## Task brief
Collect every line of the records below that contains the word "ApiResponse".

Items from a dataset
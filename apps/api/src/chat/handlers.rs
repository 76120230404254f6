use axum::{
    extract::{rejection::JsonRejection, State},
    Json,
};
use serde::{Deserialize, Serialize};

use crate::auth::Caller;
use crate::chat::selector::{categorize, respond, ChatTopic};
use crate::errors::AppError;
use crate::models::{ApiResponse, UserProfile};
use crate::state::AppState;

#[derive(Debug, Deserialize)]
#[serde(rename_all = "camelCase")]
pub struct ChatRequest {
    pub message: String,
    #[serde(default)]
    pub user_id: Option<String>,
}

#[derive(Debug, Serialize)]
#[serde(rename_all = "camelCase")]
pub struct ChatReply {
    pub topic: ChatTopic,
    pub reply: String,
}

/// POST /api/v1/chat
///
/// Anonymous callers get replies built from default profile values. The profile is
/// only read for authenticated callers that name a user.
pub async fn handle_chat(
    caller: Option<Caller>,
    State(state): State<AppState>,
    payload: Result<Json<ChatRequest>, JsonRejection>,
) -> Result<Json<ApiResponse<ChatReply>>, AppError> {
    let Json(request) = payload?;

    let profile: Option<UserProfile> = match (caller, request.user_id.as_deref()) {
        (Some(_), Some(user_id)) if !user_id.trim().is_empty() => {
            state.store.get_profile(user_id).await?
        }
        _ => None,
    };

    let topic = categorize(&request.message);
    let reply = respond(&request.message, profile.as_ref(), &mut rand::thread_rng());

    Ok(Json(ApiResponse::ok(ChatReply { topic, reply })))
}
use anyhow::{Context, Result};

use crate::llm_client::DEFAULT_GEMINI_API_URL;

/// Application configuration loaded from environment variables.
/// Startup fails if required variables are missing.
#[derive(Debug, Clone)]
pub struct Config {
    /// PostgreSQL document store. `None` runs against the in-memory store.
    pub database_url: Option<String>,
    pub gemini_api_key: String,
    pub gemini_api_url: String,
    pub port: u16,
    pub rust_log: String,
}

impl Config {
    pub fn from_env() -> Result<Self> {
        dotenvy::dotenv().ok(); // load .env if present; ignore if missing

        Ok(Config {
            database_url: optional_env("DATABASE_URL"),
            gemini_api_key: require_env("GEMINI_API_KEY")?,
            gemini_api_url: optional_env("GEMINI_API_URL")
                .unwrap_or_else(|| DEFAULT_GEMINI_API_URL.to_string()),
            port: std::env::var("PORT")
                .unwrap_or_else(|_| "8080".to_string())
                .parse::<u16>()
                .context("PORT must be a valid port number")?,
            rust_log: std::env::var("RUST_LOG").unwrap_or_else(|_| "info".to_string()),
        })
    }
}

fn require_env(key: &str) -> Result<String> {
    let value = std::env::var(key)
        .with_context(|| format!("Required environment variable '{key}' is not set"))?;
    if value.trim().is_empty() {
        anyhow::bail!("Required environment variable '{key}' is empty");
    }
    Ok(value)
}

fn optional_env(key: &str) -> Option<String> {
    std::env::var(key).ok().filter(|v| !v.trim().is_empty())
}
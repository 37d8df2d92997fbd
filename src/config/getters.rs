//! Getter methods for configuration types

use std::net::SocketAddr;
use std::path::PathBuf;

use super::types::{AnalyzerConfig, ServerConfig};

impl AnalyzerConfig {
    #[must_use]
    pub fn headless(&self) -> bool {
        self.headless
    }

    #[must_use]
    pub fn chrome_data_dir(&self) -> Option<&PathBuf> {
        self.chrome_data_dir.as_ref()
    }

    #[must_use]
    pub fn browser_timeout_secs(&self) -> u64 {
        self.browser_timeout_secs
    }

    #[must_use]
    pub fn network_timeout_secs(&self) -> u64 {
        self.network_timeout_secs
    }

    #[must_use]
    pub fn link_check_timeout_secs(&self) -> u64 {
        self.link_check_timeout_secs
    }

    #[must_use]
    pub fn link_check_concurrency(&self) -> usize {
        self.link_check_concurrency
    }

    #[must_use]
    pub fn user_agent(&self) -> &str {
        &self.user_agent
    }
}

impl ServerConfig {
    #[must_use]
    pub fn addr(&self) -> SocketAddr {
        self.addr
    }

    #[must_use]
    pub fn port(&self) -> u16 {
        self.addr.port()
    }
}
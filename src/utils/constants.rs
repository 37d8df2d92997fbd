//! Shared configuration constants for page vitals analysis
//!
//! Default values used by the analyzer, the network probes and the HTTP
//! front end, kept in one place to avoid magic numbers.

/// Upper bound for a whole browser analysis: launch, navigation, wait and extraction.
pub const DEFAULT_BROWSER_TIMEOUT_SECS: u64 = 120;

/// Timeout for the cold-start network timing request.
pub const DEFAULT_NETWORK_TIMEOUT_SECS: u64 = 10;

/// Timeout for each HEAD request issued by the link health checker.
pub const DEFAULT_LINK_CHECK_TIMEOUT_SECS: u64 = 30;

/// Maximum number of link health requests in flight at once.
pub const DEFAULT_LINK_CHECK_CONCURRENCY: usize = 10;

/// Port used by the HTTP front end when `PORT` is unset or invalid.
pub const DEFAULT_PORT: u16 = 3000;

/// Chrome user agent string sent by the browser and the HTTP probes
///
/// Updated: 2025-01-29 to Chrome 132 (current stable)
/// Next update: 2025-04-29 (quarterly schedule)
///
/// Reference: https://chromiumdash.appspot.com/schedule
pub const CHROME_USER_AGENT: &str = "Mozilla/5.0 (Windows NT 10.0; Win64; x64) AppleWebKit/537.36 (KHTML, like Gecko) Chrome/132.0.6834.160 Safari/537.36";
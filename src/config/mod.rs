//! Configuration module for page analysis
//!
//! This module provides the `AnalyzerConfig` struct with its builder and the
//! `ServerConfig` used by the HTTP front end.

// Sub-modules
pub mod builder;
pub mod getters;
pub mod types;

// Re-exports for public API
pub use builder::AnalyzerConfigBuilder;
pub use types::{AnalyzerConfig, ServerConfig};
//! Read-only view of the page the vitals are extracted from.
//!
//! The extractor never touches browser globals directly. It asks a
//! [`PageEnvironment`] for the three pieces of ambient state it needs, so a
//! live browser page, a parsed HTML document or a hand-built fake can all be
//! analyzed the same way.

use serde::{Deserialize, Serialize};

use super::schema::PaintTiming;

/// Capability interface over the ambient state of a loaded page
pub trait PageEnvironment {
    /// Fully resolved targets of every `a[href]` element, in document order
    fn query_anchors(&self) -> Vec<String>;

    /// Serialized origin of the page (`scheme://host[:port]`)
    fn origin(&self) -> String;

    /// Entries of the page's paint timing buffer
    fn paint_timings(&self) -> Vec<PaintTiming>;
}

impl<T: PageEnvironment + ?Sized> PageEnvironment for &T {
    fn query_anchors(&self) -> Vec<String> {
        (**self).query_anchors()
    }

    fn origin(&self) -> String {
        (**self).origin()
    }

    fn paint_timings(&self) -> Vec<PaintTiming> {
        (**self).paint_timings()
    }
}

/// Ambient page state captured at one point in time
///
/// Deserializes directly from the object returned by
/// [`super::js_scripts::SNAPSHOT_SCRIPT`].
#[derive(Debug, Clone, Default, PartialEq, Serialize, Deserialize)]
pub struct PageSnapshot {
    pub origin: String,
    #[serde(default)]
    pub anchors: Vec<String>,
    #[serde(default)]
    pub paint: Vec<PaintTiming>,
}

impl PageSnapshot {
    #[must_use]
    pub fn new(origin: impl Into<String>) -> Self {
        Self {
            origin: origin.into(),
            ..Self::default()
        }
    }

    #[must_use]
    pub fn with_anchor(mut self, href: impl Into<String>) -> Self {
        self.anchors.push(href.into());
        self
    }

    #[must_use]
    pub fn with_anchors<I, S>(mut self, hrefs: I) -> Self
    where
        I: IntoIterator<Item = S>,
        S: Into<String>,
    {
        self.anchors.extend(hrefs.into_iter().map(Into::into));
        self
    }

    #[must_use]
    pub fn with_paint(mut self, entry: PaintTiming) -> Self {
        self.paint.push(entry);
        self
    }
}

impl PageEnvironment for PageSnapshot {
    fn query_anchors(&self) -> Vec<String> {
        self.anchors.clone()
    }

    fn origin(&self) -> String {
        self.origin.clone()
    }

    fn paint_timings(&self) -> Vec<PaintTiming> {
        self.paint.clone()
    }
}
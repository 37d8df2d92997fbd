//! Link health checks against a local mock server

use kodegen_tools_vitals::{AnalyzerConfig, StatusClass, check_links};
use std::sync::Arc;
use std::sync::atomic::{AtomicUsize, Ordering};
use std::time::Duration;
use tokio::io::{AsyncReadExt, AsyncWriteExt};
use tokio::net::TcpListener;

mod common;
use common::fast_config;

#[tokio::test]
async fn test_statuses_are_recorded_in_input_order() {
    let mut server = mockito::Server::new_async().await;
    let ok = server.mock("HEAD", "/ok").with_status(200).create_async().await;
    let moved = server
        .mock("HEAD", "/moved")
        .with_status(304)
        .create_async()
        .await;
    let missing = server
        .mock("HEAD", "/missing")
        .with_status(404)
        .create_async()
        .await;

    let base = server.url();
    let links = vec![
        format!("{base}/missing"),
        format!("{base}/ok"),
        format!("{base}/moved"),
    ];

    let results = check_links(&links, &fast_config()).await.unwrap();

    assert_eq!(results.len(), 3);
    assert_eq!(results[0].url, links[0]);
    assert_eq!(results[0].status_code, 404);
    assert_eq!(results[0].status_class(), StatusClass::Error);
    assert_eq!(results[1].status_code, 200);
    assert!(results[1].is_healthy());
    assert_eq!(results[2].status_code, 304);
    assert_eq!(results[2].status_class(), StatusClass::Redirect);
    assert!(results.iter().all(|r| r.error.is_none()));

    ok.assert_async().await;
    moved.assert_async().await;
    missing.assert_async().await;
}

#[tokio::test]
async fn test_connection_failure_is_reported_not_raised() {
    // Port 1 is reserved and closed on test machines.
    let links = vec!["http://127.0.0.1:1/".to_string()];

    let results = check_links(&links, &fast_config()).await.unwrap();

    assert_eq!(results.len(), 1);
    assert_eq!(results[0].status_code, 0);
    assert!(results[0].error.is_some());
    assert_eq!(results[0].status_class(), StatusClass::Error);
}

#[tokio::test]
async fn test_more_links_than_permits_all_complete() {
    let mut server = mockito::Server::new_async().await;
    let mock = server
        .mock("HEAD", mockito::Matcher::Regex(r"^/page/\d+$".to_string()))
        .with_status(200)
        .expect(7)
        .create_async()
        .await;

    let links: Vec<String> = (0..7).map(|i| format!("{}/page/{i}", server.url())).collect();
    let results = check_links(&links, &fast_config()).await.unwrap();

    assert_eq!(results.len(), 7);
    for (link, result) in links.iter().zip(&results) {
        assert_eq!(&result.url, link);
        assert_eq!(result.status_code, 200);
    }
    mock.assert_async().await;
}

/// Server that holds every request for `hold` and records peak concurrency
async fn slow_server(hold: Duration) -> (String, Arc<AtomicUsize>) {
    let listener = TcpListener::bind("127.0.0.1:0").await.unwrap();
    let addr = listener.local_addr().unwrap();
    let in_flight = Arc::new(AtomicUsize::new(0));
    let peak = Arc::new(AtomicUsize::new(0));

    let peak_out = peak.clone();
    tokio::spawn(async move {
        loop {
            let Ok((mut socket, _)) = listener.accept().await else {
                return;
            };
            let in_flight = in_flight.clone();
            let peak = peak.clone();
            tokio::spawn(async move {
                let mut request = Vec::new();
                let mut buf = [0u8; 1024];
                while !request.windows(4).any(|w| w == b"\r\n\r\n") {
                    match socket.read(&mut buf).await {
                        Ok(0) | Err(_) => return,
                        Ok(n) => request.extend_from_slice(&buf[..n]),
                    }
                }

                let now = in_flight.fetch_add(1, Ordering::SeqCst) + 1;
                peak.fetch_max(now, Ordering::SeqCst);
                tokio::time::sleep(hold).await;
                in_flight.fetch_sub(1, Ordering::SeqCst);

                let _ = socket
                    .write_all(b"HTTP/1.1 200 OK\r\nContent-Length: 0\r\nConnection: close\r\n\r\n")
                    .await;
            });
        }
    });

    (format!("http://{addr}"), peak_out)
}

#[tokio::test]
async fn test_in_flight_requests_never_exceed_concurrency() {
    let (base, peak) = slow_server(Duration::from_millis(200)).await;
    let config = AnalyzerConfig::builder()
        .link_check_timeout_secs(10)
        .link_check_concurrency(3)
        .build()
        .unwrap();

    let links: Vec<String> = (0..12).map(|i| format!("{base}/slow/{i}")).collect();
    let results = check_links(&links, &config).await.unwrap();

    assert_eq!(results.len(), 12);
    assert!(results.iter().all(|r| r.status_code == 200));
    let peak = peak.load(Ordering::SeqCst);
    assert!(peak <= 3, "peak concurrency was {peak}");
    assert!(peak >= 2, "requests did not overlap (peak {peak})");
}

## Result
use crate::models::{ApiResponse, UserProfile};
) -> Result<Json<ApiResponse<ChatReply>>, AppError> {
    Ok(Json(ApiResponse::ok(ChatReply { topic, reply })))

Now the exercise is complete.